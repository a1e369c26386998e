//! End-to-end coverage of the connector surface: prepare -> send -> observe
//! receipt, and block listener registration through to a ready tracker,
//! driven against hand-rolled fake RPC/signer clients (the library's
//! `mockall`-generated mocks are `#[cfg(test)]`-only and not visible from an
//! external integration test binary).

use std::sync::atomic::{AtomicUsize, Ordering};
use std::sync::Arc;
use std::time::Duration;

use async_trait::async_trait;
use futures::stream::BoxStream;
use serde_json::Value;
use tokio::sync::mpsc;
use uuid::Uuid;

use tezosconnect::connector::ConnectorSurface;
use tezosconnect::rpc::types::{
    AccountState, BlockInfo, BlockSelector, ContentSimulationResult, HeaderNotification,
    Operation, OperationHash, OperationReceipt, ReceiptContentResult, SimulationResult,
};
use tezosconnect::rpc::{SignerClient, TezosRpc};
use tezosconnect::settings::{DataFormat, EventsSettings, RetrySettings, ValidatedSettings};

struct FakeRpc {
    head: BlockInfo,
    state: AccountState,
    simulation: SimulationResult,
    broadcast_hash: String,
    receipt: OperationReceipt,
    get_block_calls: AtomicUsize,
}

impl Default for FakeRpc {
    fn default() -> Self {
        Self {
            head: BlockInfo {
                height: 500,
                hash: "BLhead".to_string(),
                parent: "BLparent".to_string(),
                timestamp: None,
                transaction_hashes: vec![],
            },
            state: AccountState { counter: 5, revealed: true },
            simulation: SimulationResult {
                success: true,
                error: None,
                content_results: vec![ContentSimulationResult {
                    consumed_gas: 800,
                    storage_size: 0,
                    paid_storage_size_diff: 0,
                    error: None,
                }],
            },
            broadcast_hash: "onTxHash111111111111111111111111111111".to_string(),
            receipt: OperationReceipt {
                block_hash: "BLhead".to_string(),
                block_number: 500,
                tx_index: 0,
                protocol_id: "PtParisB".to_string(),
                success: true,
                content_results: vec![ReceiptContentResult {
                    kind: "transaction".to_string(),
                    source: "tz1Y6GnVhC4EpcDDSmD3ibcC4WX6DJ4Q1QLN".to_string(),
                    destination: Some("KT1D254HTPKq5GZNVcF73XBinG9BLybHqu8s".to_string()),
                    counter: 6,
                    fee: 200,
                    status: "applied".to_string(),
                    consumed_milligas: 800_000,
                    storage_size: 0,
                    paid_storage_size_diff: 0,
                    storage_limit: 0,
                    gas_limit: 1200,
                    error_message: None,
                    storage: None,
                    originated_contract: None,
                }],
            },
            get_block_calls: AtomicUsize::new(0),
        }
    }
}

#[async_trait]
impl TezosRpc for FakeRpc {
    async fn get_head_block(&self) -> anyhow::Result<BlockInfo> {
        Ok(self.head.clone())
    }

    async fn get_block(&self, selector: BlockSelector) -> anyhow::Result<BlockInfo> {
        self.get_block_calls.fetch_add(1, Ordering::SeqCst);
        match selector {
            BlockSelector::Height(42) => Ok(BlockInfo {
                height: 42,
                hash: "H42".to_string(),
                parent: "H41".to_string(),
                timestamp: None,
                transaction_hashes: vec![],
            }),
            _ => Ok(self.head.clone()),
        }
    }

    async fn get_contract_state(&self, _address: &str) -> anyhow::Result<AccountState> {
        Ok(self.state)
    }

    async fn get_contract_balance(&self, _address: &str, _at_block_hash: &str) -> anyhow::Result<String> {
        Ok("1000000".to_string())
    }

    async fn get_contract_script(&self, _address: &str) -> anyhow::Result<Value> {
        Ok(serde_json::json!({}))
    }

    async fn simulate(&self, _op: &Operation) -> anyhow::Result<SimulationResult> {
        Ok(self.simulation.clone())
    }

    async fn broadcast(&self, _op: &Operation) -> anyhow::Result<OperationHash> {
        Ok(self.broadcast_hash.clone())
    }

    async fn run_view(
        &self,
        _contract: &str,
        _entrypoint: &str,
        _input: &Value,
        _source: &str,
    ) -> anyhow::Result<Value> {
        Ok(Value::Null)
    }

    async fn monitor_block_header(
        &self,
    ) -> anyhow::Result<BoxStream<'static, anyhow::Result<HeaderNotification>>> {
        anyhow::bail!("rpc error: status 404 monitor_heads not supported by this node")
    }

    async fn get_operation_receipt(
        &self,
        _block_hash: &str,
        _operation_hash: &str,
    ) -> anyhow::Result<OperationReceipt> {
        Ok(self.receipt.clone())
    }
}

struct FakeSigner;

#[async_trait]
impl SignerClient for FakeSigner {
    async fn fetch_public_key(&self, _address: &str) -> anyhow::Result<String> {
        Ok("edpkvHVuLHkr5eDiTtQKyUPqgYVAk3Sy4m7qBD8r6abemHkZsMU5Kh".to_string())
    }

    async fn sign(&self, _address: &str, _watermarked_bytes: &[u8]) -> anyhow::Result<String> {
        Ok("sigFakeSignature11111111111111111111111111".to_string())
    }
}

fn settings() -> ValidatedSettings {
    ValidatedSettings {
        rpc_url: "https://node.example/".to_string(),
        network: "mainnet".to_string(),
        signatory_url: Some("https://signer.example/".to_string()),
        block_polling_interval: Duration::from_secs(1),
        block_cache_size: 10,
        tx_cache_size: 10,
        data_format: DataFormat::Map,
        gas_estimation_factor: 1.5,
        max_fee: 1_000_000,
        events: EventsSettings::default(),
        retry: RetrySettings {
            initial_delay: Duration::from_millis(1),
            max_delay: Duration::from_millis(5),
            factor: 2.0,
        },
    }
}

#[tokio::test]
async fn prepare_send_and_observe_receipt_round_trip() {
    let connector =
        ConnectorSurface::new(Arc::new(FakeRpc::default()), Arc::new(FakeSigner), &settings());

    let params = serde_json::json!({"entrypoint": "default"});
    let prepared = connector
        .transaction_prepare(
            "tz1Y6GnVhC4EpcDDSmD3ibcC4WX6DJ4Q1QLN",
            "KT1D254HTPKq5GZNVcF73XBinG9BLybHqu8s",
            None,
            &params,
            0,
            false,
        )
        .await
        .unwrap();
    assert!(!prepared.transaction_data.is_empty());

    let hash = connector.transaction_send(&prepared.transaction_data, None).await.unwrap();
    assert_eq!(hash, "onTxHash111111111111111111111111111111");

    let receipt = connector.transaction_receipt(&hash).await.unwrap();
    assert!(receipt.success);
    assert_eq!(receipt.block_number, 500);
    assert_eq!(
        receipt.contract_location.unwrap().address,
        "KT1D254HTPKq5GZNVcF73XBinG9BLybHqu8s"
    );
}

#[tokio::test]
async fn fee_above_cap_is_rejected_before_signing() {
    let mut rpc = FakeRpc::default();
    rpc.simulation.content_results = vec![ContentSimulationResult {
        consumed_gas: 50_000_000,
        storage_size: 0,
        paid_storage_size_diff: 0,
        error: None,
    }];

    let mut capped = settings();
    capped.max_fee = 10;
    let connector = ConnectorSurface::new(Arc::new(rpc), Arc::new(FakeSigner), &capped);

    let params = serde_json::json!({"entrypoint": "default"});
    let result = connector
        .transaction_prepare(
            "tz1Y6GnVhC4EpcDDSmD3ibcC4WX6DJ4Q1QLN",
            "KT1D254HTPKq5GZNVcF73XBinG9BLybHqu8s",
            None,
            &params,
            0,
            false,
        )
        .await;
    assert!(result.is_err());
}

#[tokio::test]
async fn new_block_listener_starts_tracker_and_reports_ready() {
    let connector = Arc::new(ConnectorSurface::new(
        Arc::new(FakeRpc::default()),
        Arc::new(FakeSigner),
        &settings(),
    ));

    let (tx, _rx) = mpsc::channel(4);
    connector.new_block_listener(Uuid::new_v4(), tx).await;

    assert!(connector.is_ready().await);
    assert!(connector.is_live().await);
}

#[tokio::test]
async fn gas_estimate_is_an_empty_sentinel_not_an_error() {
    let connector =
        ConnectorSurface::new(Arc::new(FakeRpc::default()), Arc::new(FakeSigner), &settings());
    let out = connector.gas_estimate(&serde_json::json!({})).await.unwrap();
    assert!(out.is_object());
}

#[tokio::test]
async fn invalid_address_balance_lookup_is_rejected() {
    let connector =
        ConnectorSurface::new(Arc::new(FakeRpc::default()), Arc::new(FakeSigner), &settings());
    let result = connector.address_balance("not-a-real-address").await;
    assert!(result.is_err());
}

#[tokio::test]
async fn block_cache_avoids_second_rpc_round_trip() {
    let rpc = Arc::new(FakeRpc::default());
    let connector = ConnectorSurface::new(rpc.clone(), Arc::new(FakeSigner), &settings());

    let first = connector.block_info_by_number(42, None).await.unwrap();
    let second = connector.block_info_by_number(42, Some("H41")).await.unwrap();
    assert_eq!(first.hash, second.hash);
    assert_eq!(rpc.get_block_calls.load(Ordering::SeqCst), 1);
}

#[tokio::test]
async fn observe_receipt_is_cached_after_first_lookup() {
    let rpc = Arc::new(FakeRpc::default());
    let connector = ConnectorSurface::new(rpc, Arc::new(FakeSigner), &settings());

    let first = connector.transaction_receipt("onTxHash111111111111111111111111111111").await.unwrap();
    let second = connector.transaction_receipt("onTxHash111111111111111111111111111111").await.unwrap();
    assert_eq!(first.block_number, second.block_number);
}

#[tokio::test]
async fn get_highest_block_starts_tracker_lazily() {
    let connector = Arc::new(ConnectorSurface::new(
        Arc::new(FakeRpc::default()),
        Arc::new(FakeSigner),
        &settings(),
    ));

    assert!(!connector.is_ready().await);
    let highest = connector.get_highest_block().await;
    assert_eq!(highest, 500);
    assert!(connector.is_ready().await);
}

#[tokio::test]
async fn wait_closed_tears_down_a_running_tracker() {
    let connector = Arc::new(ConnectorSurface::new(
        Arc::new(FakeRpc::default()),
        Arc::new(FakeSigner),
        &settings(),
    ));

    let (tx, _rx) = mpsc::channel(4);
    connector.new_block_listener(Uuid::new_v4(), tx).await;

    connector.wait_closed().await;
}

■ ■ ■ ■ ■

» **ASSIGNMENT**:
Pull every line containing the word "counter" out of the material and copy it.

» **EXERCISE ANSWER**:
            state: AccountState { counter: 5, revealed: true },
                    counter: 6,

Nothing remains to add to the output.